WORK TASK
Find every line in the records below that holds the word "Recording", and copy it out.
------ SOURCE INFORMATION ------
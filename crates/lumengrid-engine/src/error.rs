//! Error types for the engine crate.

use crate::buffer::Axis;

/// Geometry errors raised by the `try_*` plane operations.
///
/// The legacy-named operations (`fill_plane`, `save_plane`, `set_plane`)
/// recover from all of these as silent no-ops; the `try_*` variants surface
/// them for tests and stricter callers.
#[derive(Debug, Clone, Copy, PartialEq, Eq, thiserror::Error)]
pub enum GeometryError {
    /// The addressed view has at least one zero dimension.
    #[error("view has a zero dimension")]
    EmptyView,
    /// The plane index falls outside the view along the given axis.
    #[error("plane index {index} out of range along {axis:?} (extent {extent})")]
    PlaneIndexOutOfRange {
        axis: Axis,
        index: i32,
        extent: usize,
    },
    /// A saved plane's dimensions do not match the destination plane.
    #[error("plane is {got_nx}x{got_ny} but the destination plane is {want_nx}x{want_ny}")]
    PlaneDimensionMismatch {
        got_nx: usize,
        got_ny: usize,
        want_nx: usize,
        want_ny: usize,
    },
}

/// Failure to hand a frame to the output hardware.
#[derive(Debug, thiserror::Error)]
pub enum TransmitError {
    #[error(transparent)]
    Io(#[from] std::io::Error),
    #[error("transmit failed on channel {channel}: {reason}")]
    Channel { channel: usize, reason: String },
}
//! Frame serialization and the transmitter seam.
//!
//! Each physical output channel carries a fixed number of wiring strings.
//! Every cycle the framer re-encodes the whole buffer into per-channel byte
//! payloads and hands them to a [`Transmitter`], one channel at a time.

use crate::buffer::LightBuffer;
use crate::color;
use crate::error::TransmitError;

/// Magic start-of-frame sequence. The byte value `0x01` is reserved for this
/// marker, so it never appears in a color payload.
pub const FRAME_START: [u8; 4] = [0x01, 0x01, 0x01, 0x01];

/// Fixed per-channel capacity of the output stage.
///
/// The downstream shift registers expect exactly this many bytes per frame
/// whatever the logical buffer holds; missing strings or positions are
/// zero-filled.
#[derive(Debug, Clone, Copy, PartialEq, Eq)]
pub struct ChannelLayout {
    pub channels: usize,
    pub strings_per_channel: usize,
    pub lights_per_string: usize,
}

impl ChannelLayout {
    /// Split a buffer's strings evenly across `channels` channels.
    pub fn for_buffer(lights: &LightBuffer, channels: usize) -> Self {
        let channels = channels.max(1);
        Self {
            channels,
            strings_per_channel: lights.string_count().div_ceil(channels),
            lights_per_string: lights.string_len(),
        }
    }

    /// Exact payload size per channel: three bytes per light.
    pub fn channel_payload_len(&self) -> usize {
        3 * self.strings_per_channel * self.lights_per_string
    }
}

/// Output hardware seam.
///
/// A frame is delivered as two sends per channel: the start marker, then the
/// fixed-size color payload. Absence of real hardware is handled by not
/// attaching a transmitter at all (headless mode) or by [`NullTransmitter`].
pub trait Transmitter: Send {
    fn send(&mut self, channel: usize, bytes: &[u8]) -> Result<(), TransmitError>;
}

/// Discards every frame. Stands in for hardware on development machines.
#[derive(Debug, Default)]
pub struct NullTransmitter;

impl Transmitter for NullTransmitter {
    fn send(&mut self, _channel: usize, _bytes: &[u8]) -> Result<(), TransmitError> {
        Ok(())
    }
}

/// Serializes buffer state into per-channel byte streams.
#[derive(Debug)]
pub struct OutputFramer {
    layout: ChannelLayout,
    scratch: Vec<u8>,
}

impl OutputFramer {
    pub fn new(layout: ChannelLayout) -> Self {
        Self {
            layout,
            scratch: Vec::with_capacity(layout.channel_payload_len()),
        }
    }

    pub fn layout(&self) -> ChannelLayout {
        self.layout
    }

    /// Encode one channel's payload into `out` (cleared first).
    ///
    /// Strings are emitted in wiring order, three bytes `(r, g, b)` per
    /// light; a light that is off is emitted as black regardless of its
    /// stored color. The output length is always
    /// [`channel_payload_len`](ChannelLayout::channel_payload_len).
    pub fn encode_channel(&self, lights: &LightBuffer, channel: usize, out: &mut Vec<u8>) {
        out.clear();
        let base = channel * self.layout.strings_per_channel;
        for s in 0..self.layout.strings_per_channel {
            let string = base + s;
            for position in 0..self.layout.lights_per_string {
                let color = if string < lights.string_count() && position < lights.string_len() {
                    let light = lights.string_light(string, position);
                    if light.on { light.color } else { color::BLACK }
                } else {
                    color::BLACK
                };
                out.push(one_to_zero(color.r));
                out.push(one_to_zero(color.g));
                out.push(one_to_zero(color.b));
            }
        }
    }

    /// Encode and transmit every channel, sequentially.
    ///
    /// Channels are independent: a failed channel does not stop the others.
    /// The first error is returned after all channels were attempted.
    pub fn write_lights(
        &mut self,
        lights: &LightBuffer,
        transmitter: &mut dyn Transmitter,
    ) -> Result<(), TransmitError> {
        let mut first_error = None;
        for channel in 0..self.layout.channels {
            let mut payload = std::mem::take(&mut self.scratch);
            self.encode_channel(lights, channel, &mut payload);
            let result = transmitter
                .send(channel, &FRAME_START)
                .and_then(|()| transmitter.send(channel, &payload));
            self.scratch = payload;
            if let Err(err) = result {
                if first_error.is_none() {
                    first_error = Some(err);
                }
            }
        }
        match first_error {
            Some(err) => Err(err),
            None => Ok(()),
        }
    }
}

// Convert 0x01 to 0x00; 0x01 is reserved for the start marker so it is never
// sent as a color component. True 1 and 0 become indistinguishable, which is
// imperceptible at that brightness.
const fn one_to_zero(value: u8) -> u8 {
    if value == 0x01 { 0x00 } else { value }
}

#[cfg(test)]
mod tests {
    use super::*;
    use crate::buffer::{GridId, Layout, LightBuffer};
    use crate::color::Rgb;

    struct Recording {
        sends: Vec<(usize, Vec<u8>)>,
    }

    impl Transmitter for Recording {
        fn send(&mut self, channel: usize, bytes: &[u8]) -> Result<(), TransmitError> {
            self.sends.push((channel, bytes.to_vec()));
            Ok(())
        }
    }

    fn tower_buffer() -> LightBuffer {
        LightBuffer::new(Layout::double_tower())
    }

    #[test]
    fn payload_length_is_fixed() {
        let lights = tower_buffer();
        let framer = OutputFramer::new(ChannelLayout::for_buffer(&lights, 2));
        let mut payload = Vec::new();
        framer.encode_channel(&lights, 0, &mut payload);
        assert_eq!(payload.len(), 3 * 25 * 10);
        // Still fixed with everything lit.
        let mut lights = lights;
        lights.fill(Rgb::new(200, 200, 200), true);
        framer.encode_channel(&lights, 1, &mut payload);
        assert_eq!(payload.len(), 3 * 25 * 10);
    }

    #[test]
    fn off_lights_are_emitted_black() {
        let mut lights = tower_buffer();
        lights.string_light_mut(0, 0).set_state(Rgb::new(10, 20, 30), false);
        let framer = OutputFramer::new(ChannelLayout::for_buffer(&lights, 2));
        let mut payload = Vec::new();
        framer.encode_channel(&lights, 0, &mut payload);
        assert_eq!(&payload[0..3], &[0, 0, 0]);
    }

    #[test]
    fn reserved_byte_is_rewritten() {
        let mut lights = tower_buffer();
        lights.string_light_mut(0, 0).set_state(Rgb::new(1, 2, 1), true);
        let framer = OutputFramer::new(ChannelLayout::for_buffer(&lights, 2));
        let mut payload = Vec::new();
        framer.encode_channel(&lights, 0, &mut payload);
        assert_eq!(&payload[0..3], &[0, 2, 0]);
    }

    #[test]
    fn other_bytes_pass_through() {
        let mut lights = tower_buffer();
        lights.string_light_mut(0, 0).set_state(Rgb::new(0, 2, 255), true);
        let framer = OutputFramer::new(ChannelLayout::for_buffer(&lights, 2));
        let mut payload = Vec::new();
        framer.encode_channel(&lights, 0, &mut payload);
        assert_eq!(&payload[0..3], &[0, 2, 255]);
    }

    #[test]
    fn positions_beyond_the_buffer_are_zero_filled() {
        let lights = tower_buffer();
        // A layout claiming more capacity than the buffer has.
        let framer = OutputFramer::new(ChannelLayout {
            channels: 1,
            strings_per_channel: 60,
            lights_per_string: 12,
        });
        let mut lights = lights;
        lights.fill(Rgb::new(200, 200, 200), true);
        let mut payload = Vec::new();
        framer.encode_channel(&lights, 0, &mut payload);
        assert_eq!(payload.len(), 3 * 60 * 12);
        // The tail beyond 50 strings is all zero.
        assert!(payload[3 * 50 * 12..].iter().all(|&b| b == 0));
    }

    #[test]
    fn channel_split_follows_wiring_order() {
        let mut lights = tower_buffer();
        // First light of the right half's first string: channel 1, offset 0.
        lights.light_mut(GridId::Right, 0, 9, 0).set_state(Rgb::new(50, 60, 70), true);
        let framer = OutputFramer::new(ChannelLayout::for_buffer(&lights, 2));
        let mut payload = Vec::new();
        framer.encode_channel(&lights, 1, &mut payload);
        assert_eq!(&payload[0..3], &[50, 60, 70]);
    }

    #[test]
    fn write_lights_sends_marker_then_payload_per_channel() {
        let mut lights = tower_buffer();
        lights.fill(Rgb::new(9, 9, 9), true);
        let mut framer = OutputFramer::new(ChannelLayout::for_buffer(&lights, 2));
        let mut tx = Recording { sends: Vec::new() };
        framer.write_lights(&lights, &mut tx).unwrap();
        assert_eq!(tx.sends.len(), 4);
        assert_eq!(tx.sends[0], (0, FRAME_START.to_vec()));
        assert_eq!(tx.sends[1].0, 0);
        assert_eq!(tx.sends[1].1.len(), 3 * 25 * 10);
        assert_eq!(tx.sends[2], (1, FRAME_START.to_vec()));
        assert_eq!(tx.sends[3].0, 1);
    }

    #[test]
    fn null_transmitter_swallows_frames() {
        let lights = tower_buffer();
        let mut framer = OutputFramer::new(ChannelLayout::for_buffer(&lights, 2));
        let mut tx = NullTransmitter;
        assert!(framer.write_lights(&lights, &mut tx).is_ok());
    }

    #[test]
    fn a_failing_channel_does_not_block_the_rest() {
        struct FailFirst {
            attempted: Vec<usize>,
        }
        impl Transmitter for FailFirst {
            fn send(&mut self, channel: usize, _bytes: &[u8]) -> Result<(), TransmitError> {
                self.attempted.push(channel);
                if channel == 0 {
                    Err(TransmitError::Channel {
                        channel,
                        reason: "wire fell out".into(),
                    })
                } else {
                    Ok(())
                }
            }
        }
        let lights = tower_buffer();
        let mut framer = OutputFramer::new(ChannelLayout::for_buffer(&lights, 2));
        let mut tx = FailFirst { attempted: Vec::new() };
        assert!(framer.write_lights(&lights, &mut tx).is_err());
        assert!(tx.attempted.contains(&1));
    }
}
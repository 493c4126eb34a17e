//! Application-side visual programs.
//!
//! These are deliberately small; the interesting programs plug in from
//! outside the daemon through the same [`VisualProgram`] contract.

use lumengrid_engine::buffer::{Axis, GridId, LightBuffer};
use lumengrid_engine::color::{self, Rgb};
use lumengrid_engine::program::VisualProgram;

/// Fills the whole buffer with one color and holds it.
pub struct SolidProgram {
    color: Rgb,
}

impl SolidProgram {
    pub fn new(color: Rgb) -> Self {
        Self { color }
    }
}

impl Default for SolidProgram {
    fn default() -> Self {
        Self::new(color::WHITE)
    }
}

impl VisualProgram for SolidProgram {
    fn name(&self) -> &str {
        "solid"
    }

    fn init(&mut self, lights: &mut LightBuffer) {
        lights.fill(self.color, true);
    }

    fn step(&mut self, _time_ms: f64, _lights: &mut LightBuffer) -> bool {
        true
    }
}

/// Colored planes falling down the towers.
///
/// Every beat the buffer shifts one level down the y axis; every other beat
/// a freshly colored plane enters at the top, so bands of color cascade
/// through and exit at the bottom.
pub struct CascadeProgram {
    beat_ms: f64,
    next_beat_ms: f64,
    beat: u64,
}

impl CascadeProgram {
    pub fn new(beat_ms: f64) -> Self {
        Self {
            beat_ms,
            next_beat_ms: 0.0,
            beat: 0,
        }
    }
}

impl Default for CascadeProgram {
    fn default() -> Self {
        Self::new(120.0)
    }
}

impl VisualProgram for CascadeProgram {
    fn name(&self) -> &str {
        "cascade"
    }

    fn init(&mut self, lights: &mut LightBuffer) {
        lights.fill(color::BLACK, false);
        self.next_beat_ms = 0.0;
        self.beat = 0;
    }

    fn step(&mut self, time_ms: f64, lights: &mut LightBuffer) -> bool {
        if time_ms >= self.next_beat_ms {
            self.advance(lights);
            self.next_beat_ms = time_ms + self.beat_ms;
        }
        true
    }
}

impl CascadeProgram {
    fn advance(&mut self, lights: &mut LightBuffer) {
        lights.shift_out_axis(Axis::Y, -1, GridId::All);
        if self.beat % 2 == 0 {
            let top = lights.dims(GridId::All)[1] as i32 - 1;
            let band = color::six_color_wheel(self.beat as f64 / 12.0);
            lights.fill_plane(Axis::Y, top, GridId::All, band, true);
        }
        self.beat = self.beat.wrapping_add(1);
    }
}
------
SOLUTION
    struct Recording {
    impl Transmitter for Recording {
        let mut tx = Recording { sends: Vec::new() };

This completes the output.